The effect of aspartame on epilepsy was studied in 10 children with previously untreated generalized absence seizures using a double blind challenge of 40 mg/kg aspartame as a single dose at the Children’s Hospital, Halifax, Canada. Ambulatory cassette recording of the EEG and quantification of numbers and length of spike wave discharges on 2 consecutive days showed that the number of seconds spent in spike wave discharge per hour of recording was significantly increased following aspartame compared with the control day when the children received sucrose. 
COMMENT. Anecdotal claims that aspartame may exacerbate epilepsy appear to have scientific validity based on this EEG double blind controlled study in 10 children with absence seizures.

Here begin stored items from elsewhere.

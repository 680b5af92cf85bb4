//! Book copy-count ledger backed by Postgres

use async_trait::async_trait;
use sqlx::{Pool, Postgres};
use uuid::Uuid;

use super::BookLedger;
use crate::{error::AppResult, models::book::Copies};

#[derive(Clone)]
pub struct BooksRepository {
    pool: Pool<Postgres>,
}

impl BooksRepository {
    pub fn new(pool: Pool<Postgres>) -> Self {
        Self { pool }
    }
}

#[async_trait]
impl BookLedger for BooksRepository {
    async fn copies(&self, book_id: Uuid) -> AppResult<Option<Copies>> {
        let copies = sqlx::query_as::<_, Copies>(
            "SELECT total_copies, available_copies FROM books WHERE id = $1",
        )
        .bind(book_id)
        .fetch_optional(&self.pool)
        .await?;
        Ok(copies)
    }

    async fn reserve_copy(&self, book_id: Uuid) -> AppResult<bool> {
        let result = sqlx::query(
            r#"
            UPDATE books
            SET available_copies = available_copies - 1, updated_at = NOW()
            WHERE id = $1 AND available_copies > 0
            "#,
        )
        .bind(book_id)
        .execute(&self.pool)
        .await?;
        Ok(result.rows_affected() == 1)
    }

    async fn release_copy(&self, book_id: Uuid) -> AppResult<Option<Copies>> {
        // Same arithmetic as Copies::after_release
        let copies = sqlx::query_as::<_, Copies>(
            r#"
            UPDATE books
            SET available_copies = LEAST(total_copies, GREATEST(available_copies, 0) + 1),
                updated_at = NOW()
            WHERE id = $1
            RETURNING total_copies, available_copies
            "#,
        )
        .bind(book_id)
        .fetch_optional(&self.pool)
        .await?;
        Ok(copies)
    }
}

In support of the FDA decision to clear aspartame for general consumption, excepting phenylketonuric children, a study of 126 apparently healthy children and adolescents showed that there were no clinically significant differences documented between the children taking aspartame and those taking sucrose for a 13 week period, regardless of age between 2 and 21 years. Aspartame appeared to be a safe sweetening agent for use by healthy children aged 2 or older . However, studies of aspartame in children with neuropsychiatric problems are limited, and adequate data are not available to establish its safety and freedom from adverse effects. Until more specific investigations are completed to determine the effects of aspartame on seizure control it might be advisable to limit or avoid the ingestion of aspartame products in children with seizures and particularly poorly controlled absence seizures (Camfield et al. 1992). See Millichap JG.  for a review of the effects of aspartame on diseases of the nervous system in children.